→ Records to process
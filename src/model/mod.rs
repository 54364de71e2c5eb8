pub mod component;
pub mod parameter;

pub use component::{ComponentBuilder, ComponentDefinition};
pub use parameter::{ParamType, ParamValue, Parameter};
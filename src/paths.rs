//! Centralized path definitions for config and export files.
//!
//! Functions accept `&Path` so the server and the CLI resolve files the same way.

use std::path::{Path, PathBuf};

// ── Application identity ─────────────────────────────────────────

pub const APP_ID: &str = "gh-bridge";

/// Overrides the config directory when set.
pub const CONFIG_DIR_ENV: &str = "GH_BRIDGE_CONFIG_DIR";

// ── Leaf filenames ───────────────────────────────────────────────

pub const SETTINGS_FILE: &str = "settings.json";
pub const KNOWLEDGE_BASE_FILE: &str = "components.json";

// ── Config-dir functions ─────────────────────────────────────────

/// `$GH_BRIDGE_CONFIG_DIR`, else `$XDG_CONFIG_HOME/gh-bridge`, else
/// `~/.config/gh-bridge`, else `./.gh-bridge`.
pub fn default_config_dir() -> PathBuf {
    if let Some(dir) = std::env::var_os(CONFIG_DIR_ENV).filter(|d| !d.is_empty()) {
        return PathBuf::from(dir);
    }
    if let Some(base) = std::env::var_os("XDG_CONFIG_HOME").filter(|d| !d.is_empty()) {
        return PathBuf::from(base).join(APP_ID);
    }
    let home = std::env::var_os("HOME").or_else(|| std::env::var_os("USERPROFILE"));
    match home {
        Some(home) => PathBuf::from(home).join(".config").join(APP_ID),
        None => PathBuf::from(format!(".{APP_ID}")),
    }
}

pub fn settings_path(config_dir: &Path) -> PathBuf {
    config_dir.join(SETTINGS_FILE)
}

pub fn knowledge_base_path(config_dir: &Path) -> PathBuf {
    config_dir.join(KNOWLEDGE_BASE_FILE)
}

→ Task objective
Filter the records above for "from" and copy every matching line.

→ Response to the task
        return PathBuf::from(dir);
        return PathBuf::from(base).join(APP_ID);
        Some(home) => PathBuf::from(home).join(".config").join(APP_ID),
        None => PathBuf::from(format!(".{APP_ID}")),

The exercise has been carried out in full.